§ **WHAT YOU ARE ASKED TO DO**
If a line in the listing below contains "struct", return that line.

§ **AVAILABLE DATA**
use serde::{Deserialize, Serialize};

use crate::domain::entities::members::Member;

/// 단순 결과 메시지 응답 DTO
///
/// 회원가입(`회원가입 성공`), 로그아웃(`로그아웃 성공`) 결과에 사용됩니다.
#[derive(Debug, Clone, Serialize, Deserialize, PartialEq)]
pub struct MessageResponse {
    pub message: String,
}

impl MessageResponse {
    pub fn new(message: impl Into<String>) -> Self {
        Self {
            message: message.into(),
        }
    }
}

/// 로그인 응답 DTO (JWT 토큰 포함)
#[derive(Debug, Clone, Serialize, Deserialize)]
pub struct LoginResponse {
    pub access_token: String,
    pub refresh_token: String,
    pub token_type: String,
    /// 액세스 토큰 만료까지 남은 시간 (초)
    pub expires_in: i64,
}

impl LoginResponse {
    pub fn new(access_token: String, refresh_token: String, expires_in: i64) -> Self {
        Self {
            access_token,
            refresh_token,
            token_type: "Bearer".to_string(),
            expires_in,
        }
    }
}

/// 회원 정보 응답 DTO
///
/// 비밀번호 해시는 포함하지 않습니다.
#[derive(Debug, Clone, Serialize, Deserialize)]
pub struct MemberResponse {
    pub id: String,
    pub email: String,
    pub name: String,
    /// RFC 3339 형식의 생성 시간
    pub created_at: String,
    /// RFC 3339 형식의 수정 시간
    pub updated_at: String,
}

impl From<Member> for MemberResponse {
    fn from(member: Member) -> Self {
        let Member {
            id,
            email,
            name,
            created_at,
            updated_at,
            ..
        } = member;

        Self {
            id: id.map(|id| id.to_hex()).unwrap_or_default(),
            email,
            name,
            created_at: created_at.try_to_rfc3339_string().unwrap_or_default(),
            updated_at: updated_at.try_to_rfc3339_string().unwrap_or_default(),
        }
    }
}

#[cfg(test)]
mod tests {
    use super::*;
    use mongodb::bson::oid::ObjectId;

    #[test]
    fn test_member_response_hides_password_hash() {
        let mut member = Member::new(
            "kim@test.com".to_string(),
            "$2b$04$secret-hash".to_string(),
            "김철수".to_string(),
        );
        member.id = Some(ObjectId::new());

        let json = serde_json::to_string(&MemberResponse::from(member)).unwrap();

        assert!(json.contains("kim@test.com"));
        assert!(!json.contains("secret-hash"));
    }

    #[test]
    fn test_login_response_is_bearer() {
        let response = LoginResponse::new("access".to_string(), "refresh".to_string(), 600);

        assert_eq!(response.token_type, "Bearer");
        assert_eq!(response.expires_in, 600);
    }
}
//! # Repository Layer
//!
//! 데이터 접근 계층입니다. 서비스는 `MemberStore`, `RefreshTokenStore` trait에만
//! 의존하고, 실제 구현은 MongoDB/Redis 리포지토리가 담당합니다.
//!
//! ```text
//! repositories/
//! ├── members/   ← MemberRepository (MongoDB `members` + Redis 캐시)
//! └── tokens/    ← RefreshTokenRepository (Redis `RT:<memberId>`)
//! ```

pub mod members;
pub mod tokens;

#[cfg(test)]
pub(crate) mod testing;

§ **EXERCISE OUTPUT**
pub struct MessageResponse {
pub struct LoginResponse {
pub struct MemberResponse {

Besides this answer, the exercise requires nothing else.